Menurutnya, pemerintah daerah tidak memiliki keberanian politik untuk menghadapi perusahaan milik negara maupun kementerian yang membawahi mereka.

“Bupati atau gubernur itu tidak berani mengambil keputusan ketika dia berhadapan dengan kementerian BUMN, apalagi bicara kawasan hutan,” jelasnya.

Reforma Agraria yang Mandek Di tengah situasi ini, gagasan reforma agraria yang dijanjikan pemerintah pusat tak kunjung terlihat nyata. Rapat Gugus Tugas Reforma Agraria (GTRA) yang dipimpin pejabat provinsi hanya berhenti pada program administrasi tanah, bukan menyentuh konflik-konflik agraria yang sudah berlangsung puluhan tahun.

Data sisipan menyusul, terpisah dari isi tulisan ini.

//! The 2-D Euclidean distance transform driver: row pass, transpose,
//! column pass (as a row pass on the transpose), transpose back with
//! a square root. See spec.md §4.3.2 for why the two transposes are
//! needed.

use crate::envelope::{transform_1d, Envelope};
use crate::types::FloatField;
use rayon::prelude::*;

/// Transposes a `rows x cols` row-major buffer into a `cols x rows`
/// row-major buffer. Parallel over output rows (`rayon`), matching
/// the teacher's `apps/colorblk/lib/src/solver.rs` data-parallel
/// `par_iter` idiom.
fn transpose(src: &[f32], rows: usize, cols: usize) -> Vec<f32> {
    let mut dst = vec![0.0f32; rows * cols];
    dst.par_chunks_mut(rows).enumerate().for_each(|(c, out_row)| {
        for r in 0..rows {
            out_row[r] = src[r * cols + c];
        }
    });
    dst
}

/// Runs the 1-D envelope routine over every row of a `rows x cols`
/// buffer, each row handled by an independent worker with its own
/// scratch (no shared mutable state crosses workers).
fn transform_rows(buf: &mut [f32], rows: usize, cols: usize) {
    let scratch_len = rows.max(cols);
    buf.par_chunks_mut(cols).for_each(|row| {
        let mut scratch = Envelope::new(scratch_len);
        transform_1d(row, &mut scratch);
    });
}

/// In-place 2-D squared-then-rooted Euclidean distance transform of
/// one side (inside or outside). On entry every cell holds `0.0` at a
/// seed or `+inf` elsewhere; on exit every cell holds the true
/// Euclidean distance to the nearest seed.
pub fn transform_2d(field: &mut FloatField) {
    let width = field.width as usize;
    let height = field.height as usize;
    if width == 0 || height == 0 {
        return;
    }

    // Step 1: 1-D transform along rows.
    transform_rows(&mut field.data, height, width);

    // Step 2: transpose so former columns become rows.
    let mut transposed = transpose(&field.data, height, width);

    // Step 3: 1-D transform along what are now rows (original columns).
    transform_rows(&mut transposed, width, height);

    // Step 4: transpose back, taking the square root on the way.
    let restored = transpose(&transposed, width, height);
    field
        .data
        .par_iter_mut()
        .zip(restored.par_iter())
        .for_each(|(dst, &squared)| *dst = squared.sqrt());
}

/// Runs the inside and outside transforms. The two fields never alias
/// (spec.md §3's invariant), so this uses `rayon::join` to let them
/// run concurrently — the implementer's choice of fork/join
/// abstraction invited by spec.md §9.
pub fn transform_2d_both(f_in: &mut FloatField, f_out: &mut FloatField) {
    rayon::join(|| transform_2d(f_in), || transform_2d(f_out));
}

#[cfg(test)]
mod tests {
    use super::*;

    fn field_from_rows(rows: &[&[f32]]) -> FloatField {
        let height = rows.len() as u32;
        let width = rows[0].len() as u32;
        let data = rows.iter().flat_map(|r| r.iter().copied()).collect();
        FloatField { width, height, data }
    }

    fn brute_force(seeds: &FloatField) -> Vec<f32> {
        let width = seeds.width as usize;
        let height = seeds.height as usize;
        let seed_coords: Vec<(usize, usize)> = (0..height)
            .flat_map(|y| (0..width).map(move |x| (x, y)))
            .filter(|&(x, y)| seeds.data[y * width + x] == 0.0)
            .collect();
        (0..height)
            .flat_map(|y| (0..width).map(move |x| (x, y)))
            .map(|(x, y)| {
                seed_coords
                    .iter()
                    .map(|&(sx, sy)| {
                        let dx = x as f32 - sx as f32;
                        let dy = y as f32 - sy as f32;
                        dx * dx + dy * dy
                    })
                    .fold(f32::INFINITY, f32::min)
                    .sqrt()
            })
            .collect()
    }

    #[test]
    fn test_3x3_center_seed() {
        const I: f32 = f32::INFINITY;
        let mut field = field_from_rows(&[&[I, I, I], &[I, 0.0, I], &[I, I, I]]);
        transform_2d(&mut field);
        let expected_sq = [2.0f32, 1.0, 2.0, 1.0, 0.0, 1.0, 2.0, 1.0, 2.0];
        for (got, exp_sq) in field.data.iter().zip(expected_sq.iter()) {
            assert!((got - exp_sq.sqrt()).abs() < 1e-4, "{got} != sqrt({exp_sq})");
        }
    }

    #[test]
    fn test_separability_cross_check_random_small_image() {
        // Deterministic pseudo-random seed pattern, no RNG crate needed.
        let width = 9usize;
        let height = 7usize;
        let mut data = vec![f32::INFINITY; width * height];
        // Seed a handful of scattered cells.
        for &(x, y) in &[(0usize, 0usize), (4, 3), (8, 6), (2, 5), (6, 1)] {
            data[y * width + x] = 0.0;
        }
        let mut field = FloatField {
            width: width as u32,
            height: height as u32,
            data: data.clone(),
        };
        let expected = brute_force(&FloatField {
            width: width as u32,
            height: height as u32,
            data,
        });
        transform_2d(&mut field);
        for (got, exp) in field.data.iter().zip(expected.iter()) {
            assert!((got - exp).abs() < 1e-3, "{got} != {exp}");
        }
    }

    #[test]
    fn test_no_seeds_stays_infinite() {
        let mut field = FloatField::new(4, 4, f32::INFINITY);
        transform_2d(&mut field);
        assert!(field.data.iter().all(|v| v.is_infinite()));
    }

    #[test]
    fn test_both_sides_transform_independently() {
        const I: f32 = f32::INFINITY;
        let mut f_in = field_from_rows(&[&[0.0, I], &[I, I]]);
        let mut f_out = field_from_rows(&[&[I, I], &[I, 0.0]]);
        transform_2d_both(&mut f_in, &mut f_out);
        assert!((f_in.data[3] - (2.0f32).sqrt()).abs() < 1e-4);
        assert!((f_out.data[0] - (2.0f32).sqrt()).abs() < 1e-4);
    }
}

“Komitmen pemerintah provinsi Sulawesi Selatan terkait penyelesaian konflik agraria itu tidak ada, baik itu komitmen politik ataupun kebijakan,” tegas Indarto.

Harapan yang Tersisa

Di jalanan Makassar, puluhan organisasi tani, mahasiswa, dan elemen masyarakat lain turun aksi pada Hari Tani Nasional 24 September 2024 lalu. Mereka mendesak negara mengembalikan kedaulatan agraria kepada rakyat, membentuk badan penyelesaian konflik di bawah presiden, hingga menghentikan kriminalisasi terhadap petani. Bagi Layu, semua desakan itu sederhana: tanah kembali kepada pemiliknya.

“Kalau saya bertemu dengan pemerintah, saya akan sampaikan agar kiranya mohon segera diselesaikan masalah ini, yang telah lama dirampas oleh perusahaan PTPN, pabrik gula,” ujarnya.

Sementara itu, KPA menekankan perlunya komitmen politik dari pemerintahan Prabowo–Gibran. “Harapannya pemerintah betul-betul melaksanakan reforma agraria sejati, bukan hanya janji-janji atau pidato pasal 33 UUD, tapi berani mengambil langkah besar,” kata Indarto.